Sorry you're feeling that way Lolly Sad this whole thing definitely puts a strain on everyone in different ways.

My OH is super stressed with work at the moment so I don't really feel i can offload on her about the fertility stuff... Hence Mumsnet etc! We've both been sleeping badly and it's hard not to niggle each other. You're not alone xx

HelloMist · 01/10/2016 11:33

Welcome, pinkapples! Glad you're feeling OK so far.

Has your rash gone, Bear? How was your West End visit?

So sorry you're struggling Lolly. :( Bear's right, this stuff is hard on us, and the lack of sleep must be getting to you. It's also difficult if you're keeping a lot of it inside and don't feel like you can talk to anyone openly. Not sure what to suggest but offering sympathy and hoping things look up for you soon Flowers

Hope there was some useful discussion at your appointment, banana.

Lolly2803 · 01/10/2016 11:46

Thanks ladies!
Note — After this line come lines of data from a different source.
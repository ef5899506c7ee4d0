use once_cell::sync::Lazy;
use regex::Regex;
use serde::{
    Deserialize,
    Serialize,
};

static FLANKED_SEQUENCE: Lazy<Regex> = Lazy::new(|| {
    Regex::new(r"^[A-Za-z\-]\.(.+)\.[A-Za-z\-]$").expect("flanking residue pattern is valid")
});

/// An identified MS/MS spectrum as handed over by the search engine parsers.
///
/// `first_scan == 0` means the scan number is unknown and has to be
/// recovered from `retention_time`; `retention_time <= 0` means the
/// retention time is unknown and the scan number is used instead.
#[derive(Debug, Clone, PartialEq, Serialize, Deserialize)]
pub struct IdentifiedPeptide {
    pub experiment: String,
    /// Sequence as reported, may carry flanking residues (`K.PEPT*IDE.R`)
    /// and modification symbols.
    pub sequence: String,
    pub charge: u8,
    pub theoretical_mz: f64,
    pub observed_mz: f64,
    pub first_scan: u32,
    pub retention_time: f64,
}

impl IdentifiedPeptide {
    /// Sequence without the flanking residues, modifications kept.
    pub fn modified_sequence(&self) -> &str {
        match FLANKED_SEQUENCE.captures(&self.sequence) {
            Some(caps) => caps.get(1).map_or(self.sequence.as_str(), |m| m.as_str()),
            None => self.sequence.as_str(),
        }
    }

    /// Only the amino acid letters.
    pub fn pure_sequence(&self) -> String {
        self.modified_sequence()
            .chars()
            .filter(|c| c.is_ascii_uppercase())
            .collect()
    }

    /// Key of the peptide-identity group this identification belongs to.
    ///
    /// Different charge states of the same modified peptide share the key.
    pub fn peptide_id(&self) -> String {
        self.modified_sequence().to_string()
    }

    /// Case-insensitive key used to pair identifications with raw files.
    pub fn experiment_key(&self) -> String {
        self.experiment.to_lowercase()
    }
}

#[cfg(test)]
pub(crate) fn sample_identification(retention_time: f64, first_scan: u32) -> IdentifiedPeptide {
    IdentifiedPeptide {
        experiment: "Sample_01".to_string(),
        sequence: "K.PEPTIDEK.A".to_string(),
        charge: 2,
        theoretical_mz: 500.0,
        observed_mz: 500.001,
        first_scan,
        retention_time,
    }
}

#[cfg(test)]
mod tests {
    use super::*;

    #[test]
    fn test_sequence_forms() {
        let mut ident = sample_identification(1.0, 10);
        ident.sequence = "R.SAM*PLER.G".to_string();
        assert_eq!(ident.modified_sequence(), "SAM*PLER");
        assert_eq!(ident.pure_sequence(), "SAMPLER");
        assert_eq!(ident.peptide_id(), "SAM*PLER");

        ident.sequence = "SAMPLER".to_string();
        assert_eq!(ident.modified_sequence(), "SAMPLER");

        ident.sequence = "-.SAMPLER.-".to_string();
        assert_eq!(ident.pure_sequence(), "SAMPLER");
    }

    #[test]
    fn test_experiment_key_is_case_insensitive() {
        let mut ident = sample_identification(1.0, 10);
        ident.experiment = "Run_A".to_string();
        assert_eq!(ident.experiment_key(), "run_a");
    }
}
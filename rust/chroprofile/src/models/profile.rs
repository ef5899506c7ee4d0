use serde::{
    Deserialize,
    Serialize,
};

use super::identification::IdentifiedPeptide;
use super::isotopes::{
    C13_SPACING,
    IsotopicReference,
};
use super::settings::ExtractionSettings;

/// Isotopic envelope observed in a single MS1 scan.
#[derive(Debug, Clone, PartialEq, Serialize, Deserialize)]
pub struct ProfileScan {
    pub scan: u32,
    pub retention_time: f64,
    pub isotope_intensities: Vec<f64>,
    pub identified: bool,
}

/// Extracted ion chromatogram of one peptide identification.
///
/// Scans are kept in ascending scan order once the profile is finished,
/// and the master scan (the MS1 scan matching the identification) is the
/// only entry flagged as `identified`.
#[derive(Debug, Clone, PartialEq, Serialize, Deserialize)]
pub struct ChromatographProfile {
    pub experiment: String,
    pub sequence: String,
    pub peptide_id: String,
    pub charge: u8,
    pub theoretical_mz: f64,
    pub observed_mz: f64,
    pub identified_scan: u32,
    pub identified_retention_time: f64,
    pub isotopic_reference: IsotopicReference,
    pub profiles: Vec<ProfileScan>,
    /// Identified scans of other identifications that landed on this
    /// elution peak and were folded into it.
    #[serde(default, skip_serializing_if = "Vec::is_empty")]
    pub merged_identifications: Vec<u32>,
}

impl ChromatographProfile {
    pub fn from_identification(ident: &IdentifiedPeptide, settings: &ExtractionSettings) -> Self {
        let isotopic_reference = IsotopicReference::averagine(
            ident.theoretical_mz,
            ident.charge,
            settings.profile_length,
            settings.minimum_isotopic_percentage,
        );
        Self {
            experiment: ident.experiment.clone(),
            sequence: ident.pure_sequence(),
            peptide_id: ident.peptide_id(),
            charge: ident.charge,
            theoretical_mz: ident.theoretical_mz,
            observed_mz: ident.observed_mz,
            identified_scan: ident.first_scan,
            identified_retention_time: ident.retention_time,
            isotopic_reference,
            profiles: Vec::new(),
            merged_identifications: Vec::new(),
        }
    }

    /// Expected m/z of the first `count` isotopes.
    pub fn isotope_mzs(&self, count: usize) -> Vec<f64> {
        let charge = self.charge.max(1) as f64;
        (0..count)
            .map(|i| self.theoretical_mz + (i as f64) * C13_SPACING / charge)
            .collect()
    }

    /// Whether the master scan is located by retention time rather than by
    /// the identified scan.
    pub fn has_retention_time(&self) -> bool {
        self.identified_retention_time > 0.0
    }

    pub fn scan_count(&self) -> usize {
        self.profiles.len()
    }

    pub fn master_scan(&self) -> Option<u32> {
        self.profiles.iter().find(|p| p.identified).map(|p| p.scan)
    }

    pub fn contains_scan(&self, scan: u32) -> bool {
        self.profiles.binary_search_by_key(&scan, |p| p.scan).is_ok()
    }
}

#[cfg(test)]
mod tests {
    use super::*;
    use crate::models::identification::sample_identification;

    #[test]
    fn test_isotope_mzs_follow_charge() {
        let ident = sample_identification(10.0, 100);
        let profile = ChromatographProfile::from_identification(&ident, &Default::default());
        let mzs = profile.isotope_mzs(3);
        assert_eq!(mzs.len(), 3);
        assert_eq!(mzs[0], 500.0);
        assert!((mzs[1] - 500.0 - C13_SPACING / 2.0).abs() < 1e-9);
        assert!((mzs[2] - mzs[1] - C13_SPACING / 2.0).abs() < 1e-9);
    }

    #[test]
    fn test_identity_comes_from_identification() {
        let ident = sample_identification(10.0, 100);
        let profile = ChromatographProfile::from_identification(&ident, &Default::default());
        assert_eq!(profile.sequence, "PEPTIDEK");
        assert_eq!(profile.peptide_id, "PEPTIDEK");
        assert_eq!(profile.identified_scan, 100);
        assert!(profile.profiles.is_empty());
        assert_eq!(profile.master_scan(), None);
        assert!(profile.has_retention_time());

        let scan_only = sample_identification(0.0, 100);
        let profile = ChromatographProfile::from_identification(&scan_only, &Default::default());
        assert!(!profile.has_retention_time());
    }
}
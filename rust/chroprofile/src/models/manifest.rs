use serde::{
    Deserialize,
    Serialize,
};
use std::path::PathBuf;

/// One row of the manifest handed to the boundary-fitting step.
#[derive(Debug, Clone, PartialEq, Serialize, Deserialize)]
pub struct ManifestRow {
    pub output_path: PathBuf,
    pub experiment: String,
    pub peptide_id: String,
    pub theoretical_mz: f64,
    pub charge: u8,
    pub identified_scan: u32,
}

pub const MANIFEST_HEADER: [&str; 7] = [
    "directory",
    "file",
    "experiment",
    "peptideId",
    "theoreticalMz",
    "charge",
    "identifiedScan",
];

impl ManifestRow {
    /// Directory of the scan table, with forward slashes.
    pub fn directory(&self) -> String {
        self.output_path
            .parent()
            .map(|p| p.to_string_lossy().replace('\\', "/"))
            .unwrap_or_default()
    }

    /// File name of the scan table without its last extension.
    pub fn file_stem(&self) -> String {
        self.output_path
            .file_stem()
            .map(|s| s.to_string_lossy().to_string())
            .unwrap_or_default()
    }

    pub fn to_record(&self) -> [String; 7] {
        [
            self.directory(),
            self.file_stem(),
            self.experiment.clone(),
            self.peptide_id.clone(),
            self.theoretical_mz.to_string(),
            self.charge.to_string(),
            self.identified_scan.to_string(),
        ]
    }
}
//! Isotopic envelope matching over a single MS1 scan.

use crate::models::peak::first_peak_at_or_above;
use crate::models::{
    ChromatographProfile,
    IsotopicReference,
    Peak,
    ProfileScan,
};
use crate::scan_index::ScanRecord;
use crate::utils::{
    PpmWindow,
    pearson_correlation,
};

pub trait EnvelopeMatcher: Send + Sync {
    /// Looks for the isotopic envelope of `profile` in `record`.
    ///
    /// `record` must have its peaks loaded. The returned scan is never
    /// flagged as identified, the walker decides that.
    fn find(
        &self,
        record: &ScanRecord,
        profile: &ChromatographProfile,
        ppm_tolerance: f64,
        isotope_count: usize,
    ) -> Option<ProfileScan>;
}

/// Takes the most intense peak within a ppm window of every expected
/// isotope m/z.
#[derive(Debug, Clone, Copy, Default)]
pub struct PpmEnvelopeMatcher;

impl PpmEnvelopeMatcher {
    /// Most intense peak in `window`, scanning forward from `start`.
    /// Returns the intensity (if any) and the index to resume from.
    fn most_intense_in(peaks: &[Peak], start: usize, window: &PpmWindow) -> (Option<f64>, usize) {
        let first = start + first_peak_at_or_above(&peaks[start..], window.start());
        let mut best: Option<f64> = None;
        for peak in &peaks[first..] {
            if peak.mz > window.end() {
                break;
            }
            let intensity = peak.intensity as f64;
            if best.is_none_or(|b| intensity > b) {
                best = Some(intensity);
            }
        }
        (best, first)
    }
}

impl EnvelopeMatcher for PpmEnvelopeMatcher {
    fn find(
        &self,
        record: &ScanRecord,
        profile: &ChromatographProfile,
        ppm_tolerance: f64,
        isotope_count: usize,
    ) -> Option<ProfileScan> {
        let peaks = record.peaks();
        if peaks.is_empty() || isotope_count == 0 {
            return None;
        }

        let mut intensities = Vec::with_capacity(isotope_count);
        let mut cursor = 0;
        for (i, mz) in profile.isotope_mzs(isotope_count).into_iter().enumerate() {
            let window = PpmWindow::new(mz, ppm_tolerance);
            let (best, next) = Self::most_intense_in(peaks, cursor, &window);
            cursor = next;
            match best {
                Some(intensity) => intensities.push(intensity),
                None if i == 0 => return None,
                None => intensities.push(0.0),
            }
        }

        Some(ProfileScan {
            scan: record.scan,
            retention_time: record.retention_time,
            isotope_intensities: intensities,
            identified: false,
        })
    }
}

/// Whether the observed envelope looks enough like the reference.
///
/// Undefined correlations (flat envelopes) never pass.
pub fn passes_correlation(
    observed: &ProfileScan,
    reference: &IsotopicReference,
    minimum_correlation: f64,
) -> bool {
    let corr = pearson_correlation(&observed.isotope_intensities, reference.intensities());
    corr >= minimum_correlation
}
The only person I can really talk to is my OH and he is great but he says he doesn't know how to make me feel better so just doesn't know what to say - and that's the thing there isn't anything anyone can say! I've told our parents about the IVF and they've been great but nobody else knows (apart from my boss) so it's quiet lonely. I'm sure all you ladies have felt like this and worse so I shan't moan anymore!! Think it's just the waiting that's the worst! Just got to wait for AF now which should be here in the next 2 weeks or less so not too much longer.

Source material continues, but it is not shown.